The task — Your reply should be one number, which is how many lines in the listing below contain "SessionUser".

Study material —
++++++

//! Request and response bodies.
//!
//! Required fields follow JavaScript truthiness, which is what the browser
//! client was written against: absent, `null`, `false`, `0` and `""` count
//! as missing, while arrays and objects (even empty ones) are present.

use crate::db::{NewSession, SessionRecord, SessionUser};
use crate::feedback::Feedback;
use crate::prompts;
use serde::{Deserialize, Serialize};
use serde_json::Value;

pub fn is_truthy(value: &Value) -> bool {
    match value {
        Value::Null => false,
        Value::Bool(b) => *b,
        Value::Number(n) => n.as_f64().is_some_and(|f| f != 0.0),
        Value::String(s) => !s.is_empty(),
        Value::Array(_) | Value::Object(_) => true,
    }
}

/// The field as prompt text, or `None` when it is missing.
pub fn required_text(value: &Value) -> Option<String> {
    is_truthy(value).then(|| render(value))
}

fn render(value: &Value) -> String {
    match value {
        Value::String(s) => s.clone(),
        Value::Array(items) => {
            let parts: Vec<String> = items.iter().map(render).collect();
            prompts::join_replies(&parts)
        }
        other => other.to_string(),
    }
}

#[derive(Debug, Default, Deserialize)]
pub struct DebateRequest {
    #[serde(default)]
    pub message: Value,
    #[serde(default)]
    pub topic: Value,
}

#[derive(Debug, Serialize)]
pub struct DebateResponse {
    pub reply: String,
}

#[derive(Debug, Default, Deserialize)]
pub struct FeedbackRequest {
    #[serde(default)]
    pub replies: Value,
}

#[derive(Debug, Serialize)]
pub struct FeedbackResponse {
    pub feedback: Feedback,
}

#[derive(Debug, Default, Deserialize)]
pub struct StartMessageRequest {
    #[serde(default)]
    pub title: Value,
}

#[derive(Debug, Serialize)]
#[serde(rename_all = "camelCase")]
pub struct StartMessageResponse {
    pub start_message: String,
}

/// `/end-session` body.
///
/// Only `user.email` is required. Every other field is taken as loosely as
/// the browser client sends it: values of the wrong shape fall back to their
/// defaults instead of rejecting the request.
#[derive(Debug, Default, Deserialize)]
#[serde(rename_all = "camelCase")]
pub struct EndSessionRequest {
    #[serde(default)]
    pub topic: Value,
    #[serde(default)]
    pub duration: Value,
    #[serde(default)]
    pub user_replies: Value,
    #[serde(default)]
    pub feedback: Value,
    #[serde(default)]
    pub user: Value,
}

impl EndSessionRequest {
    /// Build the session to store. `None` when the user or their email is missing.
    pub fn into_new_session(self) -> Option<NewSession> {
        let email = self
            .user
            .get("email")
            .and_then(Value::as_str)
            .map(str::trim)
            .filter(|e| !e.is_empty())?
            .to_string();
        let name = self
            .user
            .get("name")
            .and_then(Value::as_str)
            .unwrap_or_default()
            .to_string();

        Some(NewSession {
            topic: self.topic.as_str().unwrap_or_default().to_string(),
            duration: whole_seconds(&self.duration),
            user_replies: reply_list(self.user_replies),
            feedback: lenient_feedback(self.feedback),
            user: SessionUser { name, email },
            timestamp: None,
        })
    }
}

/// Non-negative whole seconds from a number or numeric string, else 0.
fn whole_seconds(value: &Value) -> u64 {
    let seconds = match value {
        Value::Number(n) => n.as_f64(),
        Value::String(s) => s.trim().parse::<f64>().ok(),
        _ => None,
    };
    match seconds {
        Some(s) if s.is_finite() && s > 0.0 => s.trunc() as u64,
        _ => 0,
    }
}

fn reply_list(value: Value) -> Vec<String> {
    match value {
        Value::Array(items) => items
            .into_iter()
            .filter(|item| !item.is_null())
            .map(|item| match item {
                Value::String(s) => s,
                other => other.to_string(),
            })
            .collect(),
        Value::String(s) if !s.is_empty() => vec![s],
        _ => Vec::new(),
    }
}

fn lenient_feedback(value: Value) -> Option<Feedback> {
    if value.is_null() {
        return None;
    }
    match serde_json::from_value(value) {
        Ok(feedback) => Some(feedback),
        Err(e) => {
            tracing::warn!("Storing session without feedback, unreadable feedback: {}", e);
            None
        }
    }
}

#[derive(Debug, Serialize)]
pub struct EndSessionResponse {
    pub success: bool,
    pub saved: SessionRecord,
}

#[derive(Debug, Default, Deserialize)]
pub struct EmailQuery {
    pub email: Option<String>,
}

++++++

Your response — 2